── MATERIAL PROVIDED ──

//! SurrealStore - GraphStore Implementation for SurrealDB
//!
//! Embedded SurrealDB (RocksDB engine) backend. Nodes live in a SCHEMALESS
//! `nodes` table keyed by `node_id`; every relationship kind lives in one
//! `related` relation table whose records carry `kind` and `node_order`.
//!
//! All statements bind their values; node ids, labels, and relationship
//! kinds never appear in query text. Idempotency of the upserts is
//! check-then-create: merge by id for nodes, merge by (from, to, kind) for
//! relationships. Sibling processing is serialized upstream, so the check
//! and the create never race within one clone operation.

use crate::db::error::GraphStoreError;
use crate::db::graph_store::{ClosureEntry, EdgeDirection, EdgeExclusion, GraphStore};
use crate::models::NodeRecord;
use async_trait::async_trait;
use chrono::{DateTime, Utc};
use serde::{Deserialize, Serialize};
use std::path::PathBuf;
use std::sync::Arc;
use surrealdb::engine::local::{Db, RocksDb};
use surrealdb::sql::{Id, Thing};
use surrealdb::Surreal;

/// Internal struct matching the `nodes` table schema
#[derive(Debug, Clone, Serialize, Deserialize)]
struct StoredNode {
    node_id: String,
    label: String,
    title: Option<String>,
    created_at: String,
    #[serde(default)]
    properties: serde_json::Value,
}

impl From<StoredNode> for NodeRecord {
    fn from(stored: StoredNode) -> Self {
        NodeRecord {
            id: stored.node_id,
            label: stored.label,
            title: stored.title,
            created_at: DateTime::parse_from_rfc3339(&stored.created_at)
                .map(|dt| dt.with_timezone(&Utc))
                .unwrap_or_else(|_| Utc::now()),
            properties: stored.properties,
        }
    }
}

impl From<NodeRecord> for StoredNode {
    fn from(record: NodeRecord) -> Self {
        StoredNode {
            node_id: record.id,
            label: record.label,
            title: record.title,
            created_at: record.created_at.to_rfc3339(),
            properties: record.properties,
        }
    }
}

/// Internal struct matching one `related` edge record
#[derive(Debug, Deserialize)]
struct StoredEdge {
    #[serde(rename = "in")]
    source: Thing,
    out: Thing,
    kind: String,
    node_order: Option<f64>,
}

/// SurrealStore implements GraphStore for the embedded SurrealDB backend
pub struct SurrealStore {
    /// SurrealDB connection (embedded RocksDB)
    db: Arc<Surreal<Db>>,
}

impl SurrealStore {
    /// Open (or create) the store at `db_path` and initialize its schema.
    pub async fn new(db_path: PathBuf) -> Result<Self, GraphStoreError> {
        let db = Surreal::new::<RocksDb>(db_path).await?;

        db.use_ns("fragmentforge").use_db("graph").await?;

        let db = Arc::new(db);
        Self::initialize_schema(&db).await?;

        Ok(Self { db })
    }

    /// Create the universal nodes table and the relation table.
    async fn initialize_schema(db: &Surreal<Db>) -> Result<(), GraphStoreError> {
        db.query("DEFINE TABLE IF NOT EXISTS nodes SCHEMALESS;")
            .await?
            .check()?;

        db.query("DEFINE TABLE IF NOT EXISTS related SCHEMALESS TYPE RELATION;")
            .await?
            .check()?;

        Ok(())
    }

    /// Record id for a node: `nodes:⟨node_id⟩`.
    fn node_thing(id: &str) -> Thing {
        Thing::from(("nodes", Id::String(id.to_string())))
    }

    /// Extract the opaque node id from a record id.
    fn thing_node_id(thing: &Thing) -> Option<String> {
        match &thing.id {
            Id::String(id) => Some(id.clone()),
            _ => None,
        }
    }

    /// All nodes carrying `label`. Query helper used by operational checks
    /// and tests; not part of the clone walk itself.
    pub async fn nodes_with_label(
        &self,
        label: &str,
    ) -> Result<Vec<NodeRecord>, GraphStoreError> {
        let mut response = self
            .db
            .query("SELECT * FROM nodes WHERE label = $label;")
            .bind(("label", label.to_string()))
            .await?;

        let stored: Vec<StoredNode> = response.take(0)?;
        Ok(stored.into_iter().map(Into::into).collect())
    }
}

#[async_trait]
impl GraphStore for SurrealStore {
    async fn fetch_ordered_closure(
        &self,
        node_id: &str,
        exclude: &[EdgeExclusion],
    ) -> Result<Vec<ClosureEntry>, GraphStoreError> {
        let node = Self::node_thing(node_id);

        let exclude_outgoing: Vec<String> = exclude
            .iter()
            .filter(|e| e.direction == EdgeDirection::Outgoing)
            .map(|e| e.kind.clone())
            .collect();
        let exclude_incoming: Vec<String> = exclude
            .iter()
            .filter(|e| e.direction == EdgeDirection::Incoming)
            .map(|e| e.kind.clone())
            .collect();

        let query = "
            SELECT in, out, kind, node_order FROM related
            WHERE (in = $node AND kind NOT IN $exclude_outgoing)
               OR (out = $node AND kind NOT IN $exclude_incoming)
            ORDER BY node_order ASC;
        ";

        let mut response = self
            .db
            .query(query)
            .bind(("node", node.clone()))
            .bind(("exclude_outgoing", exclude_outgoing))
            .bind(("exclude_incoming", exclude_incoming))
            .await?;

        let edges: Vec<StoredEdge> = response.take(0)?;

        let mut entries = Vec::with_capacity(edges.len());
        for edge in edges {
            let related = if edge.source == node {
                &edge.out
            } else {
                &edge.source
            };

            let Some(related_id) = Self::thing_node_id(related) else {
                return Err(GraphStoreError::query_failed(format!(
                    "edge endpoint {} has a non-string record id",
                    related
                )));
            };

            // Edges are only created between existing nodes; a miss here
            // means the graph was mutated outside this subsystem.
            let record = self
                .get_node(&related_id)
                .await?
                .ok_or_else(|| GraphStoreError::node_not_found(related_id.clone()))?;

            entries.push(ClosureEntry {
                node_id: related_id,
                label: record.label,
                title: record.title,
                relation_kind: edge.kind,
                node_order: edge.node_order,
            });
        }

        Ok(entries)
    }

    async fn get_node(&self, id: &str) -> Result<Option<NodeRecord>, GraphStoreError> {
        let mut response = self
            .db
            .query("SELECT * FROM nodes WHERE node_id = $node_id LIMIT 1;")
            .bind(("node_id", id.to_string()))
            .await?;

        let stored: Vec<StoredNode> = response.take(0)?;
        Ok(stored.into_iter().map(Into::into).next())
    }

    async fn upsert_node(
        &self,
        id: &str,
        label: &str,
        title: &str,
    ) -> Result<(), GraphStoreError> {
        // Merge by id: an existing node is matched, never rewritten
        if self.get_node(id).await?.is_some() {
            return Ok(());
        }

        let content = StoredNode::from(NodeRecord::new(id, label, title));
        self.db
            .query("CREATE type::thing($table, $id) CONTENT $content;")
            .bind(("table", "nodes"))
            .bind(("id", id.to_string()))
            .bind(("content", content))
            .await?
            .check()?;

        Ok(())
    }

    async fn upsert_relationship(
        &self,
        from_id: &str,
        to_id: &str,
        kind: &str,
        node_order: Option<f64>,
    ) -> Result<(), GraphStoreError> {
        // Both endpoints must already exist
        if self.get_node(from_id).await?.is_none() {
            return Err(GraphStoreError::dangling_reference(from_id));
        }
        if self.get_node(to_id).await?.is_none() {
            return Err(GraphStoreError::dangling_reference(to_id));
        }

        let from = Self::node_thing(from_id);
        let to = Self::node_thing(to_id);

        // Merge by (from, to, kind)
        let mut check = self
            .db
            .query(
                "SELECT VALUE id FROM related WHERE in = $from_node AND out = $to_node AND kind = $kind;",
            )
            .bind(("from_node", from.clone()))
            .bind(("to_node", to.clone()))
            .bind(("kind", kind.to_string()))
            .await?;

        let existing: Vec<Thing> = check.take(0)?;
        if !existing.is_empty() {
            return Ok(());
        }

        self.db
            .query("RELATE $from_node->related->$to_node CONTENT { kind: $kind, node_order: $node_order };")
            .bind(("from_node", from))
            .bind(("to_node", to))
            .bind(("kind", kind.to_string()))
            .bind(("node_order", node_order))
            .await?
            .check()?;

        Ok(())
    }
}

───

For every line in the data above that holds "struct", return the line itself.

/// Internal struct matching the `nodes` table schema
struct StoredNode {
/// Internal struct matching one `related` edge record
struct StoredEdge {
pub struct SurrealStore {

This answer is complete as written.